Cette décision législative intervient dans un contexte où les débats sur la mémoire coloniale et l'esclavage prennent une place de plus en plus centrale dans la société française. Les critiques de la France, tant à l'intérieur qu'à l'extérieur, évoquent souvent la nécessité de faire face à ce passé douloureux pour avancer vers une réconciliation véritable. Le philosophe sénégalais Souleymane Bachir Diagne, professeur émérite à l'université Columbia, souligne que ce vote est une invitation pour la France à regarder dans le miroir de son propre passé. Il souligne que l’abrogation du Code noir est un acte symbolique qui pourrait ouvrir la voie à une réflexion approfondie sur la manière dont la France aborde son histoire coloniale.

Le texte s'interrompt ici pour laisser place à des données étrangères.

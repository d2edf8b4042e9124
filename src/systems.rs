use bevy_ecs::prelude::*;
use log::{debug, info, trace};

use crate::Time;
use crate::components::{GameState, Input, Machine, Paytable, Phase, Reels, SlotRng};
use crate::layout;
use crate::reels::{self, Grid};
use crate::scoring::{self, SpinResult, WinningRun};

/// Runs exactly one state-machine step for this tick.
pub fn game_tick_system(world: &mut World) {
    world.resource_mut::<Time>().tick();

    let phase = world.resource::<GameState>().phase;
    match phase {
        Phase::Idle => input_system(world),
        Phase::Rolling => reel_system(world),
        Phase::Scoring => scoring_system(world),
        Phase::Highlighting { .. } => highlight_system(world),
    }

    // Input that arrived while the reels were busy is dropped, not queued
    *world.resource_mut::<Input>() = Input::default();
}

pub fn input_system(world: &mut World) {
    let input = std::mem::take(&mut *world.resource_mut::<Input>());

    if !world.resource::<GameState>().is_idle() {
        if input.spin || input.pointer.is_some() {
            trace!("Ignoring spin while the reels are busy");
        }
        return;
    }

    let machine = world.resource::<Machine>().clone();
    {
        let mut state = world.resource_mut::<GameState>();
        if input.bet_up {
            state.next_bet(&machine.bets);
        }
        if input.bet_down {
            state.prev_bet(&machine.bets);
        }
    }

    let pointer_spin = input.pointer.is_some_and(|point| machine.in_window(point));
    if input.spin || pointer_spin {
        start_spin(world);
    }
}

/// Charges the selected bet and stacks a fresh roll on every column.
/// Returns false, changing nothing, when not idle or the balance is short.
pub fn start_spin(world: &mut World) -> bool {
    let machine = world.resource::<Machine>().clone();

    {
        let mut state = world.resource_mut::<GameState>();
        if !state.is_idle() {
            return false;
        }
        let Some(bet) = state.bet_option(&machine.bets) else {
            return false;
        };
        if state.balance < bet.cost {
            debug!(
                "Spin refused: balance {} below cost {} for {} lines",
                state.balance, bet.cost, bet.lines
            );
            return false;
        }

        state.balance -= bet.cost;
        state.spins += 1;
        state.result = SpinResult::default();
        state.phase = Phase::Rolling;

        info!(
            "Spin {} on {} lines for {}, balance {}",
            state.spins, bet.lines, bet.cost, state.balance
        );
    }

    let rolls = world.resource_scope(|world, mut rng: Mut<SlotRng>| {
        let paytable = world.resource::<Paytable>();
        reels::roll(
            &paytable.catalog,
            machine.columns,
            machine.extra_depth,
            &mut rng.0,
        )
    });

    let mut reel_state = world.resource_mut::<Reels>();
    reels::clear_highlights(&mut reel_state.grid);
    reels::extend(&mut reel_state.grid, rolls);
    layout::position(
        &mut reel_state.grid,
        machine.canvas,
        machine.rows,
        machine.instance_size,
        machine.spacing,
    );

    true
}

/// Advances and trims the rolling columns; moves to scoring once settled.
pub fn reel_system(world: &mut World) {
    if world.resource::<GameState>().phase != Phase::Rolling {
        return;
    }

    let machine = world.resource::<Machine>().clone();
    let lower_bound = machine.lower_bound();

    let settled = {
        let mut reel_state = world.resource_mut::<Reels>();
        reels::advance(
            &mut reel_state.grid,
            machine.rows,
            machine.margins.top(),
            machine.base_speed,
            lower_bound,
        );
        reel_state.grid = reels::trim(&reel_state.grid, lower_bound);

        trace!(
            "Excess rows: {}",
            reels::excess_rows(&reel_state.grid, machine.rows)
        );

        reels::is_settled(&reel_state.grid, machine.rows)
    };

    if settled {
        let mut reel_state = world.resource_mut::<Reels>();
        layout::position(
            &mut reel_state.grid,
            machine.canvas,
            machine.rows,
            machine.instance_size,
            machine.spacing,
        );

        world.resource_mut::<GameState>().phase = Phase::Scoring;
        info!("Reels settled");
    }
}

/// Scores the settled grid and starts showing the first winning run.
pub fn scoring_system(world: &mut World) {
    if world.resource::<GameState>().phase != Phase::Scoring {
        return;
    }

    let machine = world.resource::<Machine>().clone();
    let lines = world
        .resource::<GameState>()
        .bet_option(&machine.bets)
        .map_or(0, |bet| bet.lines);

    let result = {
        let paytable = world.resource::<Paytable>();
        let reel_state = world.resource::<Reels>();
        scoring::score_lines(
            &reel_state.grid,
            machine.rows,
            paytable.lines.prefix(lines),
            machine.multiplier,
        )
    };

    info!(
        "Spin pays {} across {} winning runs",
        result.total,
        result.runs.len()
    );

    if let Some(first) = result.runs.first() {
        mark_run(&mut world.resource_mut::<Reels>().grid, first, true);
    }

    let mut state = world.resource_mut::<GameState>();
    state.result = result;
    state.phase = Phase::Highlighting { run: 0, ticks: 0 };
}

/// Holds each winning run highlighted for the configured ticks, then pays out.
pub fn highlight_system(world: &mut World) {
    let Phase::Highlighting { run, ticks } = world.resource::<GameState>().phase else {
        return;
    };

    let duration = world.resource::<Machine>().highlight_ticks;
    let (current, next) = {
        let runs = &world.resource::<GameState>().result.runs;
        (runs.get(run).cloned(), runs.get(run + 1).cloned())
    };

    let Some(current) = current else {
        finish_spin(world);
        return;
    };

    let ticks = ticks + 1;
    if ticks < duration {
        world.resource_mut::<GameState>().phase = Phase::Highlighting { run, ticks };
        return;
    }

    {
        let mut reel_state = world.resource_mut::<Reels>();
        mark_run(&mut reel_state.grid, &current, false);
        if let Some(next) = &next {
            mark_run(&mut reel_state.grid, next, true);
        }
    }

    if next.is_some() {
        world.resource_mut::<GameState>().phase = Phase::Highlighting {
            run: run + 1,
            ticks: 0,
        };
    } else {
        finish_spin(world);
    }
}

fn finish_spin(world: &mut World) {
    reels::clear_highlights(&mut world.resource_mut::<Reels>().grid);

    let mut state = world.resource_mut::<GameState>();
    let won = state.result.total;
    state.balance += won;
    state.last_win = won;
    state.total_won += won;
    state.phase = Phase::Idle;

    info!("Paid {won}, balance {}", state.balance);
}

fn mark_run(grid: &mut Grid, run: &WinningRun, highlighted: bool) {
    for &(column, row) in &run.cells {
        if let Some(instance) = grid.get_mut(column).and_then(|column| column.get_mut(row)) {
            instance.highlighted = highlighted;
        }
    }
}
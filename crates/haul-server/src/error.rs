use axum::http::StatusCode;
use axum::response::{IntoResponse, Response};

use haul_core::{ErrorKind, LookupError};

/// Wrapper so we can implement `IntoResponse` for `LookupError`.
///
/// Validation kinds answer 400 and `unknown_error` answers 500. Every
/// other classified failure is a completed lookup and answers 200 with
/// the error object as the body.
#[derive(Debug)]
pub struct ApiError(pub LookupError);

impl From<LookupError> for ApiError {
    fn from(err: LookupError) -> Self {
        Self(err)
    }
}

impl ApiError {
    pub fn status(&self) -> StatusCode {
        match self.0.error {
            kind if kind.is_validation() => StatusCode::BAD_REQUEST,
            ErrorKind::UnknownError => StatusCode::INTERNAL_SERVER_ERROR,
            _ => StatusCode::OK,
        }
    }
}

impl IntoResponse for ApiError {
    fn into_response(self) -> Response {
        (self.status(), axum::Json(self.0)).into_response()
    }
}
use haul_core::snapshot::{PageSnapshot, RowSnapshot};
use scraper::{ElementRef, Html, Selector};

const ROW_SELECTOR: &str = "table tr, div.row";
const HEADER_CELL_SELECTOR: &str = "th";
const SIZE_SELECTOR: &str = ".btn, [class*=\"size\"]";

/// Reduces rendered HTML to a [`PageSnapshot`].
///
/// Selectors are parsed once; a parser can be reused across pages.
#[derive(Debug, Clone)]
pub struct SnapshotParser {
    body: Selector,
    rows: Selector,
    header_cell: Selector,
    size: Selector,
}

impl SnapshotParser {
    pub fn new() -> Self {
        Self {
            body: parse_selector("body"),
            rows: parse_selector(ROW_SELECTOR),
            header_cell: parse_selector(HEADER_CELL_SELECTOR),
            size: parse_selector(SIZE_SELECTOR),
        }
    }

    pub fn parse(&self, html: &str) -> PageSnapshot {
        let document = Html::parse_document(html);

        let body_text = document
            .select(&self.body)
            .next()
            .map(text_content)
            .unwrap_or_default();

        let rows = document
            .select(&self.rows)
            .map(|row| RowSnapshot {
                text: text_content(row),
                has_header_cell: row.select(&self.header_cell).next().is_some(),
                size_labels: row.select(&self.size).map(text_content).collect(),
            })
            .collect();

        PageSnapshot { body_text, rows }
    }
}

impl Default for SnapshotParser {
    fn default() -> Self {
        Self::new()
    }
}

/// Equivalent of DOM `textContent`: every descendant text node, concatenated.
fn text_content(element: ElementRef<'_>) -> String {
    element.text().collect()
}

// Selectors are compile-time constants.
fn parse_selector(selector: &str) -> Selector {
    Selector::parse(selector).expect("static selector is valid")
}
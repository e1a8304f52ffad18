use std::sync::Arc;

use axum::Router;
use axum::body::Body;
use axum::http::{Request, Response, StatusCode};
use http_body_util::BodyExt;
use tower::ServiceExt;

use haul_core::LookupService;
use haul_core::snapshot::{PageSnapshot, RowSnapshot};
use haul_core::testutil::{MockRenderer, test_config};
use haul_server::routes;
use haul_server::state::AppState;

pub struct TestApp {
    pub router: Router,
    pub renderer: MockRenderer,
}

/// Router backed by `renderer`; the handle is kept for call assertions.
pub fn setup_test_app(renderer: MockRenderer) -> TestApp {
    let service = LookupService::with_config(renderer.clone(), test_config());
    let state = Arc::new(AppState::new(service));
    TestApp {
        router: routes::router(state),
        renderer,
    }
}

/// Results page with one Stanton buyer at 50 UEC and one Pyro buyer at 45 UEC.
pub fn results_page() -> PageSnapshot {
    PageSnapshot::from_rows(vec![
        RowSnapshot::header("Shop Price"),
        RowSnapshot::new("Some Shop Stanton > Area18 ¤50 UEC"),
        RowSnapshot::new("Ruin Station Pyro > Ruin ¤45 UEC").with_sizes(["8", "16"]),
    ])
}

pub fn post_json(uri: &str, body: &str) -> Request<Body> {
    Request::post(uri)
        .header("content-type", "application/json")
        .body(Body::from(body.to_string()))
        .unwrap()
}

pub async fn send(router: Router, request: Request<Body>) -> (StatusCode, serde_json::Value) {
    let response: Response<Body> = router.oneshot(request).await.unwrap();
    let status = response.status();
    let body = response.into_body().collect().await.unwrap().to_bytes();
    let json = if body.is_empty() {
        serde_json::Value::Null
    } else {
        serde_json::from_slice(&body).unwrap_or(serde_json::Value::Null)
    };
    (status, json)
}
use std::future::Future;
use std::time::Duration;

use crate::error::AppError;
use crate::snapshot::PageSnapshot;

/// Launches rendering sessions capable of executing page scripts.
pub trait Renderer: Send + Sync + Clone {
    type Session: RenderSession;

    /// Start a fresh, exclusively owned session.
    fn launch(&self) -> impl Future<Output = Result<Self::Session, AppError>> + Send;
}

/// A live rendering session (browser process plus at most one page).
///
/// Callers must finish every session with [`RenderSession::close`], which
/// consumes it, so a session cannot be closed twice.
pub trait RenderSession: Send {
    /// Open the page that subsequent calls operate on.
    fn new_page(&mut self) -> impl Future<Output = Result<(), AppError>> + Send;

    /// Navigate and wait for the load to settle.
    ///
    /// Must report [`AppError::Timeout`] when `timeout` elapses and
    /// [`AppError::NavigationError`] when the page cannot be reached.
    fn goto(
        &mut self,
        url: &str,
        timeout: Duration,
    ) -> impl Future<Output = Result<(), AppError>> + Send;

    /// Evaluate the current page into a plain-data snapshot.
    fn snapshot(&mut self) -> impl Future<Output = Result<PageSnapshot, AppError>> + Send;

    /// Release the page and the session.
    fn close(self) -> impl Future<Output = Result<(), AppError>> + Send;
}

Ce geste politique est perçu par certains comme une tentative de réhabilitation de l'image de la France à l'échelle internationale, mais d'autres estiment qu'il reste beaucoup à faire pour véritablement réparer les injustices passées. L'abrogation du Code noir pourrait ainsi être une première étape vers des mesures plus concrètes en faveur de la mémoire et de la justice pour les descendants des esclaves.

La discussion autour de l'abrogation de ce code s'inscrit également dans un cadre plus large de revendications sur la décolonisation des esprits et des politiques. Les descendants d'esclaves et les mouvements anticoloniaux à travers le monde suivent ce développement avec un intérêt prononcé, espérant que cela puisse mener à des changements significatifs dans les relations entre la France et ses anciennes colonies.

En somme, l’abrogation du Code noir représente un moment crucial dans le processus de reconnaissance de l'impact de la colonisation. Si le vote a eu lieu, la question demeure : quelle sera la suite ? Les attentes sont élevées, tant pour les acteurs politiques que pour les citoyens concernés.